Your task is to copy every line of the entries that contains "tables".

DATA PROVIDED:
↓

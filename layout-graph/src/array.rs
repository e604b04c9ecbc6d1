//! Count-prefixed array readers
//!
//! The layout tables encode most repetition as a 16-bit count followed either
//! by fixed-size records or by 16-bit offsets to variable-sized children.
//! This module provides a reader for each of those two shapes.

use bytemuck::AnyBitPattern;
use crate::types::{BigEndian, FixedSize, Offset16};

use crate::offset::{Offset, ResolveOffset};
use crate::read::ReadError;
use crate::segment::{Cursor, Segment};

/// A 16-bit count followed by `count` fixed-size records.
///
/// The whole array is validated against the segment when it is read, so
/// indexing afterwards is infallible.
#[derive(Clone, Copy)]
pub struct RecordArray<'a, T> {
    records: &'a [T],
}

impl<'a, T: AnyBitPattern + FixedSize> RecordArray<'a, T> {
    /// Read a count and the records it announces at the cursor position.
    ///
    /// Bounds: `2 + count * T::RAW_BYTE_LEN` must fit in the segment.
    pub(crate) fn read(cursor: &mut Cursor<'a>) -> Result<Self, ReadError> {
        let count: u16 = cursor.read()?;
        let records = cursor.read_array(count as usize)?;
        Ok(RecordArray { records })
    }

    /// The number of records in the array.
    pub fn len(&self) -> usize {
        self.records.len()
    }

    /// `true` if the array is empty.
    pub fn is_empty(&self) -> bool {
        self.records.is_empty()
    }

    pub fn get(&self, idx: usize) -> Option<&'a T> {
        self.records.get(idx)
    }

    pub fn as_slice(&self) -> &'a [T] {
        self.records
    }
}

/// A 16-bit count followed by `count` 16-bit offsets to variable-sized
/// children.
///
/// The offsets are relative to a base segment that the caller supplies: for
/// most tables that is the segment the array itself starts in, but some
/// formats place the array mid-table with offsets still relative to the
/// table base.
///
/// A zero offset is a valid "absent child" marker in several formats;
/// [`get_deep`](Self::get_deep) surfaces it as [`ReadError::NullOffset`] so
/// each call site can decide whether absence is allowed there.
#[derive(Clone, Copy)]
pub struct OffsetArray<'a> {
    base: Segment<'a>,
    offsets: &'a [BigEndian<Offset16>],
}

impl<'a> OffsetArray<'a> {
    /// Read a count and offset table at the cursor position, resolving
    /// children against `base`.
    pub(crate) fn read(base: Segment<'a>, cursor: &mut Cursor<'a>) -> Result<Self, ReadError> {
        let count: u16 = cursor.read()?;
        let offsets = cursor.read_array(count as usize)?;
        Ok(OffsetArray { base, offsets })
    }

    /// Read an offset array that sits at the very start of `base`.
    pub(crate) fn read_from(base: Segment<'a>) -> Result<Self, ReadError> {
        let mut cursor = base.cursor();
        Self::read(base, &mut cursor)
    }

    /// The number of offsets in the array.
    pub fn len(&self) -> usize {
        self.offsets.len()
    }

    pub fn is_empty(&self) -> bool {
        self.offsets.is_empty()
    }

    /// The raw offset at `idx`.
    pub fn get(&self, idx: usize) -> Option<Offset16> {
        self.offsets.get(idx).map(|off| off.get())
    }

    /// The child segment the offset at `idx` points to.
    pub fn get_deep(&self, idx: usize) -> Result<Segment<'a>, ReadError> {
        self.offsets
            .get(idx)
            .ok_or(ReadError::OutOfBounds)
            .and_then(|off| off.get().jump(self.base))
    }

    /// Iterate the child segments in declaration order.
    ///
    /// Null offsets yield `Err(NullOffset)` entries rather than being
    /// skipped, so positions stay aligned with parallel tables.
    pub fn iter_deep(&self) -> impl Iterator<Item = Result<Segment<'a>, ReadError>> + '_ {
        self.offsets.iter().map(|off| off.get().jump(self.base))
    }
}

/// Resolve a slice of raw 16-bit offsets against `base`, preserving order.
pub(crate) fn deep<'a>(
    base: Segment<'a>,
    offsets: &'a [BigEndian<Offset16>],
) -> impl Iterator<Item = Result<Segment<'a>, ReadError>> + 'a {
    offsets.iter().map(move |off| off.get().jump(base))
}

/// Like [`deep`], but a null offset is an absent child, not an error.
pub(crate) fn deep_nullable<'a>(
    base: Segment<'a>,
    offsets: &'a [BigEndian<Offset16>],
) -> impl Iterator<Item = Result<Option<Segment<'a>>, ReadError>> + 'a {
    offsets.iter().map(move |off| match off.get().non_null() {
        None => Ok(None),
        Some(pos) => base.jump(pos).ok_or(ReadError::OutOfBounds).map(Some),
    })
}

#[cfg(test)]
mod tests {
    use super::*;

    #[test]
    fn offset_array_deep() {
        // count 2, offsets 6 and 0; child at 6 is the bytes [0xaa, 0xbb]
        let bytes = [0x00, 0x02, 0x00, 0x06, 0x00, 0x00, 0xaa, 0xbb];
        let array = OffsetArray::read_from(Segment::new(&bytes)).unwrap();
        assert_eq!(array.len(), 2);
        assert_eq!(array.get_deep(0).unwrap().as_bytes(), &[0xaa, 0xbb]);
        assert_eq!(array.get_deep(1), Err(ReadError::NullOffset));
        assert_eq!(array.get_deep(2), Err(ReadError::OutOfBounds));
    }

    #[test]
    fn record_array_too_short() {
        // count says 3 but only one u16 record follows
        let bytes = [0x00, 0x03, 0x00, 0x05];
        let mut cursor = Segment::new(&bytes).cursor();
        assert!(RecordArray::<BigEndian<u16>>::read(&mut cursor).is_err());
    }
}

↑

RESULT:
//! The layout tables encode most repetition as a 16-bit count followed either
/// most tables that is the segment the array itself starts in, but some
    /// skipped, so positions stay aligned with parallel tables.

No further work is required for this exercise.